* WHAT THE TASK REQUIRES *
Please transcribe every record below exactly as it appears.

* DATASET *

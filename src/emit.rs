//! Emission — render the probed module as one deterministic text stream.
//!
//! Layout follows the historical generated file: banner, dynamic-library
//! path, aligned type aliases, sentinel constants, host-OS extensions,
//! status codes, then any requested structure offsets and sizes.

use std::io::Write;

use crate::catalog::{ConstGroup, Format};
use crate::model::Module;

const BANNER: &str = "\
#
# deps.jl --
#
# Definitions of types and constants for interfacing Andor cameras.
#
# *DO NOT EDIT* as this file is automatically generated for your machine.
#
#------------------------------------------------------------------------------
#
# This file was produced by atdeps, released under the MIT license.
#
";

/// Render `module` to `out` in a single pass.
pub fn render<W: Write>(module: &Module, out: &mut W) -> std::io::Result<()> {
    out.write_all(BANNER.as_bytes())?;

    writeln!(out)?;
    writeln!(out, "# Path to the dynamic library.")?;
    writeln!(out, "const _DLL = \"{}\"", module.library)?;

    writeln!(out)?;
    writeln!(out, "# Types.")?;
    for alias in &module.types {
        let decl = format!(
            "const {:<7} = {}",
            alias.spec.public_name,
            alias.kind.render()
        );
        match alias.spec.comment {
            Some(comment) => writeln!(out, "{:<22} # {}", decl, comment)?,
            None => writeln!(out, "{}", decl)?,
        }
    }

    writeln!(out)?;
    writeln!(out, "# Constants.")?;
    for constant in module
        .constants
        .iter()
        .filter(|c| c.spec.group != ConstGroup::Status)
    {
        writeln!(out, "{}", constant_line(constant))?;
    }

    writeln!(out)?;
    writeln!(out, "# Status codes.")?;
    for constant in module
        .constants
        .iter()
        .filter(|c| c.spec.group == ConstGroup::Status)
    {
        writeln!(out, "{}", constant_line(constant))?;
    }

    if !module.offsets.is_empty() || !module.sizes.is_empty() {
        writeln!(out)?;
        writeln!(out, "# Structure layout.")?;
        for off in &module.offsets {
            writeln!(out, "const _offsetof_{} = {:>3}", off.identifier, off.byte_offset)?;
        }
        for sz in &module.sizes {
            writeln!(out, "const _sizeof_{} = {:>3}", sz.identifier, sz.byte_size)?;
        }
    }

    out.flush()
}

fn constant_line(constant: &crate::model::ResolvedConstant) -> String {
    let literal = match constant.spec.format {
        Format::Dec => format!("{}", constant.value),
        Format::Hex => format!("0x{:X}", constant.value),
    };
    let value = match constant.spec.wrap {
        Some(wrap) => format!("{}({})", wrap, literal),
        None => literal,
    };
    match constant.spec.comment {
        Some(comment) => format!(
            "const {} = {} # {}",
            constant.spec.public_name(),
            value,
            comment
        ),
        None => format!("const {} = {}", constant.spec.public_name(), value),
    }
}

* ANSWER FOR THIS EXERCISE *
filename src/emit.rs
//! Emission — render the probed module as one deterministic text stream.
//!
//! Layout follows the historical generated file: banner, dynamic-library
//! path, aligned type aliases, sentinel constants, host-OS extensions,
//! status codes, then any requested structure offsets and sizes.

use std::io::Write;

use crate::catalog::{ConstGroup, Format};
use crate::model::Module;

const BANNER: &str = "\
#
# deps.jl --
#
# Definitions of types and constants for interfacing Andor cameras.
#
# *DO NOT EDIT* as this file is automatically generated for your machine.
#
#------------------------------------------------------------------------------
#
# This file was produced by atdeps, released under the MIT license.
#
";

/// Render `module` to `out` in a single pass.
pub fn render<W: Write>(module: &Module, out: &mut W) -> std::io::Result<()> {
    out.write_all(BANNER.as_bytes())?;

    writeln!(out)?;
    writeln!(out, "# Path to the dynamic library.")?;
    writeln!(out, "const _DLL = \"{}\"", module.library)?;

    writeln!(out)?;
    writeln!(out, "# Types.")?;
    for alias in &module.types {
        let decl = format!(
            "const {:<7} = {}",
            alias.spec.public_name,
            alias.kind.render()
        );
        match alias.spec.comment {
            Some(comment) => writeln!(out, "{:<22} # {}", decl, comment)?,
            None => writeln!(out, "{}", decl)?,
        }
    }

    writeln!(out)?;
    writeln!(out, "# Constants.")?;
    for constant in module
        .constants
        .iter()
        .filter(|c| c.spec.group != ConstGroup::Status)
    {
        writeln!(out, "{}", constant_line(constant))?;
    }

    writeln!(out)?;
    writeln!(out, "# Status codes.")?;
    for constant in module
        .constants
        .iter()
        .filter(|c| c.spec.group == ConstGroup::Status)
    {
        writeln!(out, "{}", constant_line(constant))?;
    }

    if !module.offsets.is_empty() || !module.sizes.is_empty() {
        writeln!(out)?;
        writeln!(out, "# Structure layout.")?;
        for off in &module.offsets {
            writeln!(out, "const _offsetof_{} = {:>3}", off.identifier, off.byte_offset)?;
        }
        for sz in &module.sizes {
            writeln!(out, "const _sizeof_{} = {:>3}", sz.identifier, sz.byte_size)?;
        }
    }

    out.flush()
}

fn constant_line(constant: &crate::model::ResolvedConstant) -> String {
    let literal = match constant.spec.format {
        Format::Dec => format!("{}", constant.value),
        Format::Hex => format!("0x{:X}", constant.value),
    };
    let value = match constant.spec.wrap {
        Some(wrap) => format!("{}({})", wrap, literal),
        None => literal,
    };
    match constant.spec.comment {
        Some(comment) => format!(
            "const {} = {} # {}",
            constant.spec.public_name(),
            value,
            comment
        ),
        None => format!("const {} = {}", constant.spec.public_name(), value),
    }
}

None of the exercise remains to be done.